Items from a dataset
=== Begin Enclosure ===
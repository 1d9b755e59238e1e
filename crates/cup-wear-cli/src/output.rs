//! Report rendering for text and JSON output.

use colored::Colorize;
use cup_wear::{AnalysisResults, AnomalyCluster, AnomalyKind};
use serde::Serialize;

use crate::OutputFormat;

/// Print a serializable value as pretty JSON (text mode is handled by callers).
pub fn print<T: Serialize>(value: &T, format: OutputFormat, quiet: bool) {
    if quiet {
        return;
    }
    if let OutputFormat::Json = format {
        match serde_json::to_string_pretty(value) {
            Ok(json) => println!("{}", json),
            Err(e) => eprintln!("{}: failed to serialize output: {}", "Error".red().bold(), e),
        }
    }
}

/// Compact summary of an analysis, without per-meridian samples.
#[derive(Serialize)]
pub struct ReportSummary {
    pub source: String,
    pub vertices: usize,
    pub faces: usize,
    pub sphere_center: [f64; 3],
    pub sphere_radius_mm: f64,
    pub sphere_rms_um: f64,
    pub sphericity_percent: f64,
    pub shape: String,
    pub axis: [f64; 3],
    pub geodesic_count: usize,
    pub mean_deviation_um: f64,
    pub std_deviation_um: f64,
    pub max_bump_um: f64,
    pub max_dip_um: f64,
    pub within_tolerance_percent: f64,
    pub bump_points: usize,
    pub dip_points: usize,
    pub clusters: Vec<ClusterSummary>,
    pub bump_volume_mm3: f64,
    pub dip_volume_mm3: f64,
    pub total_mass_mg: f64,
    #[serde(skip_serializing_if = "Option::is_none")]
    pub wear_vector: Option<WearVectorSummary>,
    pub processing_time_ms: f64,
}

#[derive(Serialize)]
pub struct ClusterSummary {
    pub id: usize,
    pub kind: AnomalyKind,
    pub points: usize,
    pub centroid: [f64; 3],
    pub extreme_deviation_um: f64,
    pub area_mm2: f64,
    #[serde(skip_serializing_if = "Option::is_none")]
    pub volume_mm3: Option<f64>,
}

#[derive(Serialize)]
pub struct WearVectorSummary {
    pub direction: [f64; 3],
    pub angle_deg: f64,
    pub distance_mm: f64,
    pub max_depth_um: f64,
}

impl ReportSummary {
    pub fn new(source: &str, results: &AnalysisResults) -> Self {
        let c = &results.sphere.center;
        let s = &results.deviation_stats;
        Self {
            source: source.to_string(),
            vertices: results.vertex_count,
            faces: results.face_count,
            sphere_center: [c.x, c.y, c.z],
            sphere_radius_mm: results.sphere.radius,
            sphere_rms_um: results.sphere.rms_error * 1000.0,
            sphericity_percent: results.ellipsoid.sphericity,
            shape: results.ellipsoid.shape.to_string(),
            axis: [results.axis.x, results.axis.y, results.axis.z],
            geodesic_count: results.geodesics.len(),
            mean_deviation_um: s.mean,
            std_deviation_um: s.std_dev,
            max_bump_um: s.max_bump,
            max_dip_um: s.max_dip,
            within_tolerance_percent: s.within_tolerance_percent,
            bump_points: results.bump_points,
            dip_points: results.dip_points,
            clusters: results.clusters.iter().map(ClusterSummary::new).collect(),
            bump_volume_mm3: results.volumes.bump_volume,
            dip_volume_mm3: results.volumes.dip_volume,
            total_mass_mg: results.total_mass_mg(),
            wear_vector: results.wear_vector.as_ref().map(|w| WearVectorSummary {
                direction: [w.direction.x, w.direction.y, w.direction.z],
                angle_deg: w.angle_deg,
                distance_mm: w.distance,
                max_depth_um: w.max_depth_um,
            }),
            processing_time_ms: results.processing_time_ms,
        }
    }
}

impl ClusterSummary {
    fn new(cluster: &AnomalyCluster) -> Self {
        let c = &cluster.centroid;
        Self {
            id: cluster.id,
            kind: cluster.kind,
            points: cluster.points.len(),
            centroid: [c.x, c.y, c.z],
            extreme_deviation_um: cluster.extreme_deviation,
            area_mm2: cluster.area,
            volume_mm3: cluster.volume,
        }
    }
}

/// Print the human-readable report.
pub fn print_report_text(summary: &ReportSummary, density_g_cm3: f64) {
    println!("{}", "Wear Analysis".bold().underline());
    println!("  {}: {}", "Source".cyan(), summary.source);
    println!(
        "  {}: {} vertices, {} faces",
        "Working mesh".cyan(),
        summary.vertices,
        summary.faces
    );

    println!();
    println!("{}", "Reference Geometry".bold());
    let c = summary.sphere_center;
    println!(
        "  {}: radius {:.4} mm at ({:.4}, {:.4}, {:.4})",
        "Sphere".cyan(),
        summary.sphere_radius_mm,
        c[0],
        c[1],
        c[2]
    );
    println!("  {}: {:.2} µm", "Fit RMS".cyan(), summary.sphere_rms_um);
    println!(
        "  {}: {:.2}% ({})",
        "Sphericity".cyan(),
        summary.sphericity_percent,
        summary.shape
    );
    let a = summary.axis;
    println!(
        "  {}: ({:.4}, {:.4}, {:.4})",
        "Cup axis".cyan(),
        a[0],
        a[1],
        a[2]
    );

    println!();
    println!("{}", "Deviation".bold());
    println!(
        "  {}: {:.2} ± {:.2} µm",
        "Mean".cyan(),
        summary.mean_deviation_um,
        summary.std_deviation_um
    );
    println!(
        "  {}: {} / {}",
        "Range".cyan(),
        format!("{:.2} µm", summary.max_dip_um).red(),
        format!("+{:.2} µm", summary.max_bump_um).yellow()
    );
    println!(
        "  {}: {:.1}%",
        "Within tolerance".cyan(),
        summary.within_tolerance_percent
    );
    println!(
        "  {}: {} bump, {} dip over {} meridians",
        "Anomaly points".cyan(),
        summary.bump_points,
        summary.dip_points,
        summary.geodesic_count
    );

    println!();
    println!("{}", "Clusters".bold());
    if summary.clusters.is_empty() {
        println!("  {}", "No anomalies above threshold".green());
    }
    for cluster in &summary.clusters {
        let label = match cluster.kind {
            AnomalyKind::Bump => "bump".yellow(),
            AnomalyKind::Dip => "dip".red(),
        };
        let volume = cluster
            .volume_mm3
            .map(|v| format!(", {:.4} mm³", v))
            .unwrap_or_default();
        println!(
            "  #{} {}: {} points, extreme {:+.2} µm, area {:.2} mm²{}",
            cluster.id, label, cluster.points, cluster.extreme_deviation_um, cluster.area_mm2, volume
        );
    }

    println!();
    println!("{}", "Volume".bold());
    println!("  {}: {:.4} mm³", "Bump volume".cyan(), summary.bump_volume_mm3);
    println!("  {}: {:.4} mm³", "Dip volume".cyan(), summary.dip_volume_mm3);
    println!(
        "  {}: {:.3} mg at {} g/cm³",
        "Total mass".cyan(),
        summary.total_mass_mg,
        density_g_cm3
    );

    println!();
    match &summary.wear_vector {
        Some(w) => {
            println!("{}", "Wear Vector".bold());
            println!(
                "  {}: ({:.4}, {:.4}, {:.4})",
                "Direction".cyan(),
                w.direction[0],
                w.direction[1],
                w.direction[2]
            );
            println!("  {}: {:.2}°", "Angle to axis".cyan(), w.angle_deg);
            println!("  {}: {:.3} mm", "Distance from pole".cyan(), w.distance_mm);
            println!("  {}: {:.2} µm", "Max depth".cyan(), w.max_depth_um);
        }
        None => println!("{}: none (no dip clusters)", "Wear Vector".bold()),
    }

    println!();
    println!(
        "{}",
        format!("Completed in {:.1} ms", summary.processing_time_ms).dimmed()
    );
}
#[cfg(test)]
mod tests {
    use super::*;
    use approx::assert_relative_eq;

    /// Points on a sphere from a golden-angle spiral.
    fn sphere_points(center: Point3<f64>, radius: f64, n: usize, hemisphere: bool) -> Vec<Point3<f64>> {
        let golden = std::f64::consts::PI * (3.0 - 5.0_f64.sqrt());
        (0..n)
            .map(|i| {
                let t = (i as f64 + 0.5) / n as f64;
                let z = if hemisphere { t } else { 1.0 - 2.0 * t };
                let r = (1.0 - z * z).sqrt();
                let phi = golden * i as f64;
                center + Vector3::new(r * phi.cos(), r * phi.sin(), z) * radius
            })
            .collect()
    }

    #[test]
    fn test_fit_sphere_exact() {
        let center = Point3::new(1.0, -2.0, 3.5);
        let points = sphere_points(center, 14.0, 500, true);
        let fit = fit_sphere(&points).unwrap();

        assert_relative_eq!(fit.center, center, epsilon = 1e-8);
        assert_relative_eq!(fit.radius, 14.0, epsilon = 1e-8);
        assert!(fit.rms_error < 1e-9);
        assert!(fit.max_error < 1e-8);
        assert_eq!(fit.residuals.len(), points.len());
    }

    #[test]
    fn test_fit_sphere_too_few_points() {
        let points = vec![Point3::origin(); 3];
        assert!(fit_sphere(&points).is_err());
    }

    #[test]
    fn test_fit_sphere_degenerate_does_not_fail() {
        // Coplanar points make the normal matrix singular.
        let points: Vec<Point3<f64>> = (0..20)
            .map(|i| {
                let a = i as f64 * 0.3;
                Point3::new(a.cos() * 5.0, a.sin() * 5.0, 0.0)
            })
            .collect();
        let fit = fit_sphere(&points).unwrap();
        assert!(fit.radius.is_finite());
    }

    #[test]
    fn test_robust_fit_rejects_outliers() {
        let center = Point3::new(0.5, 0.25, -1.0);
        let radius = 14.0;
        let mut points = sphere_points(center, radius, 1000, true);
        let mut outliers = Vec::new();
        for i in (0..points.len()).step_by(20) {
            let dir = (points[i] - center).normalize();
            points[i] += dir * 5.0;
            outliers.push(i);
        }

        let plain = fit_sphere(&points).unwrap();
        let robust = fit_sphere_robust(&points, 5).unwrap();

        let plain_err = (plain.center - center).norm() + (plain.radius - radius).abs();
        let robust_err = (robust.fit.center - center).norm() + (robust.fit.radius - radius).abs();
        assert!(
            robust_err < plain_err,
            "robust error {} should beat plain error {}",
            robust_err,
            plain_err
        );
        assert_relative_eq!(robust.fit.radius, radius, epsilon = 1e-6);

        for &i in &outliers {
            assert!(robust.weights[i] < 1e-6, "outlier {} kept weight {}", i, robust.weights[i]);
        }
        assert_eq!(robust.inlier_count(), points.len() - outliers.len());
        assert!(robust.fit.rms_error < 1e-6);
    }

    #[test]
    fn test_robust_fit_zero_iterations_is_plain_fit() {
        let points = sphere_points(Point3::origin(), 10.0, 200, false);
        let robust = fit_sphere_robust(&points, 0).unwrap();
        let plain = fit_sphere(&points).unwrap();
        assert_eq!(robust.iterations, 0);
        assert_relative_eq!(robust.fit.radius, plain.radius, epsilon = 1e-12);
        assert!(robust.weights.iter().all(|&w| w == 1.0));
    }

    #[test]
    fn test_tukey_weight() {
        assert_relative_eq!(tukey_bisquare(0.0, 1.0), 1.0);
        assert_relative_eq!(tukey_bisquare(0.5, 1.0), 0.5625);
        assert_eq!(tukey_bisquare(1.0, 1.0), 0.0);
        assert_eq!(tukey_bisquare(-3.0, 1.0), 0.0);
    }

    #[test]
    fn test_fit_ellipsoid_on_sphere() {
        let points = sphere_points(Point3::new(1.0, 2.0, 3.0), 14.0, 800, true);
        let fit = fit_ellipsoid(&points).unwrap();

        assert!(fit.sphericity >= 99.9, "sphericity {}", fit.sphericity);
        assert_eq!(fit.shape, ShapeClass::Sphere);
        assert_relative_eq!(fit.center, Point3::new(1.0, 2.0, 3.0), epsilon = 1e-5);
        assert_relative_eq!(fit.semi_axes[0], 14.0, epsilon = 1e-5);
        assert!(fit.rms_error < 1e-8);
    }

    #[test]
    fn test_fit_ellipsoid_stretched() {
        let points: Vec<Point3<f64>> = sphere_points(Point3::origin(), 1.0, 800, false)
            .into_iter()
            .map(|p| Point3::new(p.x * 10.0, p.y * 12.0, p.z * 15.0))
            .collect();
        let fit = fit_ellipsoid(&points).unwrap();

        assert_relative_eq!(fit.semi_axes[0], 10.0, epsilon = 1e-5);
        assert_relative_eq!(fit.semi_axes[1], 12.0, epsilon = 1e-5);
        assert_relative_eq!(fit.semi_axes[2], 15.0, epsilon = 1e-5);
        assert_relative_eq!(fit.sphericity, 100.0 * 10.0 / 15.0, epsilon = 1e-3);
        assert_eq!(fit.shape, ShapeClass::SignificantEllipsoid);

        // Shortest axis lies along x.
        assert_relative_eq!(fit.rotation.column(0).x.abs(), 1.0, epsilon = 1e-6);
        let rtr = fit.rotation.transpose() * fit.rotation;
        assert_relative_eq!(rtr, Matrix3::identity(), epsilon = 1e-9);
    }

    fn quadric_rms(points: &[Point3<f64>], c: &[f64; 9]) -> f64 {
        let sum_sq: f64 = points
            .iter()
            .map(|p| {
                let (x, y, z) = (p.x, p.y, p.z);
                let q = c[0] * x * x
                    + c[1] * y * y
                    + c[2] * z * z
                    + 2.0 * (c[3] * x * y + c[4] * x * z + c[5] * y * z)
                    + 2.0 * (c[6] * x + c[7] * y + c[8] * z);
                (q - 1.0) * (q - 1.0)
            })
            .sum();
        (sum_sq / points.len() as f64).sqrt()
    }

    #[test]
    fn test_fit_ellipsoid_residual_in_input_coordinates() {
        let center = Point3::new(3.0, -2.0, 5.0);
        let radius = 14.0;
        let points: Vec<Point3<f64>> = sphere_points(center, radius, 600, true)
            .into_iter()
            .enumerate()
            .map(|(i, p)| center + (p - center) * (1.0 + 0.002 * (i as f64 * 0.7).sin()))
            .collect();
        let fit = fit_ellipsoid(&points).unwrap();

        let by_hand = quadric_rms(&points, &fit.coefficients);
        assert!(by_hand > 1e-6, "perturbation should leave a residual, got {}", by_hand);
        assert_relative_eq!(fit.rms_error, by_hand, max_relative = 1e-9);

        // The least-squares solution cannot lose to the unperturbed sphere.
        let k = radius * radius - center.coords.norm_squared();
        let ideal = [
            1.0 / k,
            1.0 / k,
            1.0 / k,
            0.0,
            0.0,
            0.0,
            -center.x / k,
            -center.y / k,
            -center.z / k,
        ];
        assert!(fit.rms_error <= quadric_rms(&points, &ideal) + 1e-12);
        assert_relative_eq!(fit.center, center, epsilon = 0.05);
    }

    #[test]
    fn test_shape_class_thresholds() {
        assert_eq!(ShapeClass::from_sphericity(99.0), ShapeClass::Sphere);
        assert_eq!(ShapeClass::from_sphericity(98.0), ShapeClass::Sphere);
        assert_eq!(ShapeClass::from_sphericity(95.0), ShapeClass::SlightEllipsoid);
        assert_eq!(ShapeClass::from_sphericity(89.9), ShapeClass::SignificantEllipsoid);
    }

    #[test]
    fn test_project_onto_sphere() {
        let fit = SphereFit {
            center: Point3::origin(),
            radius: 2.0,
            rms_error: 0.0,
            max_error: 0.0,
            residuals: Vec::new(),
        };
        let p = fit.project(&Point3::new(0.0, 0.0, 5.0));
        assert_relative_eq!(p, Point3::new(0.0, 0.0, 2.0), epsilon = 1e-12);
        assert_relative_eq!(fit.signed_distance(&Point3::new(3.0, 0.0, 0.0)), 1.0);
    }
}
=== End Enclosure ===
### [How to complete this task]
Return a copy of each line in the records above that has "faces" in it.

### [The completed task]
    pub faces: usize,
            faces: results.face_count,
        "  {}: {} vertices, {} faces",
        summary.faces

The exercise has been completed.